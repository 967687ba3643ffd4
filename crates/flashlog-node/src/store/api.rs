//! Store HTTP API: replication ingress, queries and trash management.

use std::sync::Arc;

use axum::{
    Router,
    body::Bytes,
    extract::{DefaultBodyLimit, Path, Query, State},
    http::header,
    response::{IntoResponse, Json, Response},
    routing::{get, post},
};
use flashlog::{
    NodeStats, QueryParams, ReplicaAck, StoreLog, StoreSegmentId, StoreSegmentInfo,
    TrashedSegment,
};
use flashlog_cluster::{MembershipView, Role};
use log::{debug, error, info, trace};
use serde::{Deserialize, Serialize};
use tower_http::trace::TraceLayer;

use crate::http::{
    ApiResult, ErrorResponse, NodeState, api_error, blocking, get_cluster, get_stats, health_check,
};
use crate::store::query::{QueryResponse, encode_lines, scatter_gather};
use crate::transport::PeerTransport;

pub type AppState = Arc<StoreNode>;

pub struct StoreNode {
    pub store: Arc<StoreLog>,
    pub stats: Arc<NodeStats>,
    pub membership: Arc<dyn MembershipView>,
    pub transport: Arc<dyn PeerTransport>,
}

impl NodeState for StoreNode {
    fn role(&self) -> Role {
        Role::Store
    }

    fn stats(&self) -> &NodeStats {
        &self.stats
    }

    fn membership(&self) -> &dyn MembershipView {
        self.membership.as_ref()
    }
}

#[derive(Serialize, Deserialize, Debug)]
pub struct ReplicateParams {
    pub segment_id: String,
}

pub fn create_router(app_state: AppState) -> Router {
    Router::new()
        .route(
            "/store/replicate",
            post(replicate).layer(DefaultBodyLimit::disable()),
        )
        .route("/store/query", get(query))
        .route("/store/local-query", get(local_query))
        .route("/store/segments", get(list_segments))
        .route("/store/trash", get(list_trash))
        .route("/store/trash/{segment_id}/restore", post(restore_segment))
        .route("/health", get(health_check::<StoreNode>))
        .route("/stats", get(get_stats::<StoreNode>))
        .route("/cluster", get(get_cluster::<StoreNode>))
        .layer(TraceLayer::new_for_http())
        .with_state(app_state)
}

fn parse_segment_id(value: &str) -> ApiResult<StoreSegmentId> {
    value.parse::<StoreSegmentId>().map_err(|_| {
        ErrorResponse::invalid_parameter(
            "segment_id",
            &format!("'{value}' is not a valid store segment id"),
        )
        .into_api_error()
    })
}

#[tracing::instrument(level = "debug", skip(app_state, body), fields(segment = %params.segment_id, size = body.len()))]
pub async fn replicate(
    State(app_state): State<AppState>,
    Query(params): Query<ReplicateParams>,
    body: Bytes,
) -> ApiResult<Json<ReplicaAck>> {
    let id = parse_segment_id(&params.segment_id)?;
    let store = app_state.store.clone();
    match blocking(move || store.accept_replica(id, &body)).await? {
        Ok(ack) => {
            if ack.duplicate {
                debug!("POST /store/replicate {id} already held");
            } else {
                app_state.stats.replica_received(ack.size);
                trace!("POST /store/replicate stored {id} ({} bytes)", ack.size);
            }
            Ok(Json(ack))
        }
        Err(e) => {
            if e.is_client_error() {
                debug!("POST /store/replicate {id} rejected: {e}");
            } else {
                error!("POST /store/replicate {id} failed: {e}");
            }
            Err(api_error(e))
        }
    }
}

#[tracing::instrument(level = "debug", skip(app_state))]
pub async fn query(
    State(app_state): State<AppState>,
    Query(params): Query<QueryParams>,
) -> ApiResult<QueryResponse> {
    let view = app_state.membership.current_view();
    let peers = app_state.membership.peers_by_role(Role::Store);
    scatter_gather(
        app_state.transport.as_ref(),
        Arc::clone(&app_state.store),
        &view.local_id,
        &peers,
        &params,
    )
    .await
    .map_err(|e| {
        error!("GET /store/query failed: {e}");
        ErrorResponse::internal_error(&e.to_string()).into_api_error()
    })
}

#[tracing::instrument(level = "debug", skip(app_state))]
pub async fn local_query(
    State(app_state): State<AppState>,
    Query(params): Query<QueryParams>,
) -> ApiResult<Response> {
    let store = app_state.store.clone();
    let records = blocking(move || store.query_local(&params))
        .await?
        .map_err(|e| {
            error!("GET /store/local-query failed: {e}");
            api_error(e)
        })?;
    Ok((
        [(header::CONTENT_TYPE, "application/octet-stream")],
        encode_lines(&records),
    )
        .into_response())
}

pub async fn list_segments(
    State(app_state): State<AppState>,
) -> ApiResult<Json<Vec<StoreSegmentInfo>>> {
    trace!("GET /store/segments");
    let store = app_state.store.clone();
    blocking(move || store.list_segments())
        .await?
        .map(Json)
        .map_err(api_error)
}

pub async fn list_trash(State(app_state): State<AppState>) -> ApiResult<Json<Vec<TrashedSegment>>> {
    trace!("GET /store/trash");
    let store = app_state.store.clone();
    blocking(move || store.list_trashed())
        .await?
        .map(Json)
        .map_err(api_error)
}

#[tracing::instrument(level = "info", skip(app_state), fields(segment = %segment_id))]
pub async fn restore_segment(
    State(app_state): State<AppState>,
    Path(segment_id): Path<String>,
) -> ApiResult<Json<StoreSegmentInfo>> {
    let id = parse_segment_id(&segment_id)?;
    let store = app_state.store.clone();
    match blocking(move || store.restore(id)).await? {
        Ok(info) => {
            info!("Restored segment {id} from trash");
            Ok(Json(info))
        }
        Err(e) => {
            debug!("POST /store/trash/{segment_id}/restore rejected: {e}");
            Err(api_error(e))
        }
    }
}
use std::time::Instant;
use tensorgrad_core::{DType, Graph, Tensor};

fn bench<T: DType>(type_name: &str, b: usize, m: usize, k: usize, n: usize) -> tensorgrad_core::Result<()> {
    // Number of times to run the matmul for averaging
    let iterations = 5;
    let mut total = std::time::Duration::new(0, 0);

    let graph = Graph::<T>::empty();
    let lhs = graph.leaf(Tensor::full(T::from_f64(1.), (b, m, k)));
    // Strided operands work too: transpose a (b, n, k) tensor into (b, k, n).
    let rhs = graph.leaf(Tensor::full(T::from_f64(2.), (b, n, k)).t()?);

    for _ in 0..iterations {
        let start = Instant::now();

        let out = std::hint::black_box(lhs.matmul(&rhs)?);
        out.seed_grad(T::ONE)?;
        out.backward()?;

        total += start.elapsed();
    }

    let avg = total / iterations;
    println!("{type_name} ({b}x{m}x{k} · {b}x{k}x{n}) forward+backward: {avg:?}");
    Ok(())
}

fn main() -> tensorgrad_core::Result<()> {
    bench::<f32>("f32", 1, 64, 64, 64)?;
    bench::<f64>("f64", 1, 64, 64, 64)?;
    bench::<f32>("f32", 4, 32, 48, 16)?;
    Ok(())
}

☆ ☆ ☆ ☆ ☆ ☆ ☆

WORK INSTRUCTIONS
Return the data above in full. Keep every line exactly as it is.

YOUR SOLUTION
repository 967687ba3643ffd4
filename crates/flashlog-node/src/store/api.rs
//! Store HTTP API: replication ingress, queries and trash management.

use std::sync::Arc;

use axum::{
    Router,
    body::Bytes,
    extract::{DefaultBodyLimit, Path, Query, State},
    http::header,
    response::{IntoResponse, Json, Response},
    routing::{get, post},
};
use flashlog::{
    NodeStats, QueryParams, ReplicaAck, StoreLog, StoreSegmentId, StoreSegmentInfo,
    TrashedSegment,
};
use flashlog_cluster::{MembershipView, Role};
use log::{debug, error, info, trace};
use serde::{Deserialize, Serialize};
use tower_http::trace::TraceLayer;

use crate::http::{
    ApiResult, ErrorResponse, NodeState, api_error, blocking, get_cluster, get_stats, health_check,
};
use crate::store::query::{QueryResponse, encode_lines, scatter_gather};
use crate::transport::PeerTransport;

pub type AppState = Arc<StoreNode>;

pub struct StoreNode {
    pub store: Arc<StoreLog>,
    pub stats: Arc<NodeStats>,
    pub membership: Arc<dyn MembershipView>,
    pub transport: Arc<dyn PeerTransport>,
}

impl NodeState for StoreNode {
    fn role(&self) -> Role {
        Role::Store
    }

    fn stats(&self) -> &NodeStats {
        &self.stats
    }

    fn membership(&self) -> &dyn MembershipView {
        self.membership.as_ref()
    }
}

#[derive(Serialize, Deserialize, Debug)]
pub struct ReplicateParams {
    pub segment_id: String,
}

pub fn create_router(app_state: AppState) -> Router {
    Router::new()
        .route(
            "/store/replicate",
            post(replicate).layer(DefaultBodyLimit::disable()),
        )
        .route("/store/query", get(query))
        .route("/store/local-query", get(local_query))
        .route("/store/segments", get(list_segments))
        .route("/store/trash", get(list_trash))
        .route("/store/trash/{segment_id}/restore", post(restore_segment))
        .route("/health", get(health_check::<StoreNode>))
        .route("/stats", get(get_stats::<StoreNode>))
        .route("/cluster", get(get_cluster::<StoreNode>))
        .layer(TraceLayer::new_for_http())
        .with_state(app_state)
}

fn parse_segment_id(value: &str) -> ApiResult<StoreSegmentId> {
    value.parse::<StoreSegmentId>().map_err(|_| {
        ErrorResponse::invalid_parameter(
            "segment_id",
            &format!("'{value}' is not a valid store segment id"),
        )
        .into_api_error()
    })
}

#[tracing::instrument(level = "debug", skip(app_state, body), fields(segment = %params.segment_id, size = body.len()))]
pub async fn replicate(
    State(app_state): State<AppState>,
    Query(params): Query<ReplicateParams>,
    body: Bytes,
) -> ApiResult<Json<ReplicaAck>> {
    let id = parse_segment_id(&params.segment_id)?;
    let store = app_state.store.clone();
    match blocking(move || store.accept_replica(id, &body)).await? {
        Ok(ack) => {
            if ack.duplicate {
                debug!("POST /store/replicate {id} already held");
            } else {
                app_state.stats.replica_received(ack.size);
                trace!("POST /store/replicate stored {id} ({} bytes)", ack.size);
            }
            Ok(Json(ack))
        }
        Err(e) => {
            if e.is_client_error() {
                debug!("POST /store/replicate {id} rejected: {e}");
            } else {
                error!("POST /store/replicate {id} failed: {e}");
            }
            Err(api_error(e))
        }
    }
}

#[tracing::instrument(level = "debug", skip(app_state))]
pub async fn query(
    State(app_state): State<AppState>,
    Query(params): Query<QueryParams>,
) -> ApiResult<QueryResponse> {
    let view = app_state.membership.current_view();
    let peers = app_state.membership.peers_by_role(Role::Store);
    scatter_gather(
        app_state.transport.as_ref(),
        Arc::clone(&app_state.store),
        &view.local_id,
        &peers,
        &params,
    )
    .await
    .map_err(|e| {
        error!("GET /store/query failed: {e}");
        ErrorResponse::internal_error(&e.to_string()).into_api_error()
    })
}

#[tracing::instrument(level = "debug", skip(app_state))]
pub async fn local_query(
    State(app_state): State<AppState>,
    Query(params): Query<QueryParams>,
) -> ApiResult<Response> {
    let store = app_state.store.clone();
    let records = blocking(move || store.query_local(&params))
        .await?
        .map_err(|e| {
            error!("GET /store/local-query failed: {e}");
            api_error(e)
        })?;
    Ok((
        [(header::CONTENT_TYPE, "application/octet-stream")],
        encode_lines(&records),
    )
        .into_response())
}

pub async fn list_segments(
    State(app_state): State<AppState>,
) -> ApiResult<Json<Vec<StoreSegmentInfo>>> {
    trace!("GET /store/segments");
    let store = app_state.store.clone();
    blocking(move || store.list_segments())
        .await?
        .map(Json)
        .map_err(api_error)
}

pub async fn list_trash(State(app_state): State<AppState>) -> ApiResult<Json<Vec<TrashedSegment>>> {
    trace!("GET /store/trash");
    let store = app_state.store.clone();
    blocking(move || store.list_trashed())
        .await?
        .map(Json)
        .map_err(api_error)
}

#[tracing::instrument(level = "info", skip(app_state), fields(segment = %segment_id))]
pub async fn restore_segment(
    State(app_state): State<AppState>,
    Path(segment_id): Path<String>,
) -> ApiResult<Json<StoreSegmentInfo>> {
    let id = parse_segment_id(&segment_id)?;
    let store = app_state.store.clone();
    match blocking(move || store.restore(id)).await? {
        Ok(info) => {
            info!("Restored segment {id} from trash");
            Ok(Json(info))
        }
        Err(e) => {
            debug!("POST /store/trash/{segment_id}/restore rejected: {e}");
            Err(api_error(e))
        }
    }
}
use std::time::Instant;
use tensorgrad_core::{DType, Graph, Tensor};

fn bench<T: DType>(type_name: &str, b: usize, m: usize, k: usize, n: usize) -> tensorgrad_core::Result<()> {
    // Number of times to run the matmul for averaging
    let iterations = 5;
    let mut total = std::time::Duration::new(0, 0);

    let graph = Graph::<T>::empty();
    let lhs = graph.leaf(Tensor::full(T::from_f64(1.), (b, m, k)));
    // Strided operands work too: transpose a (b, n, k) tensor into (b, k, n).
    let rhs = graph.leaf(Tensor::full(T::from_f64(2.), (b, n, k)).t()?);

    for _ in 0..iterations {
        let start = Instant::now();

        let out = std::hint::black_box(lhs.matmul(&rhs)?);
        out.seed_grad(T::ONE)?;
        out.backward()?;

        total += start.elapsed();
    }

    let avg = total / iterations;
    println!("{type_name} ({b}x{m}x{k} · {b}x{k}x{n}) forward+backward: {avg:?}");
    Ok(())
}

fn main() -> tensorgrad_core::Result<()> {
    bench::<f32>("f32", 1, 64, 64, 64)?;
    bench::<f64>("f64", 1, 64, 64, 64)?;
    bench::<f32>("f32", 4, 32, 48, 16)?;
    Ok(())
}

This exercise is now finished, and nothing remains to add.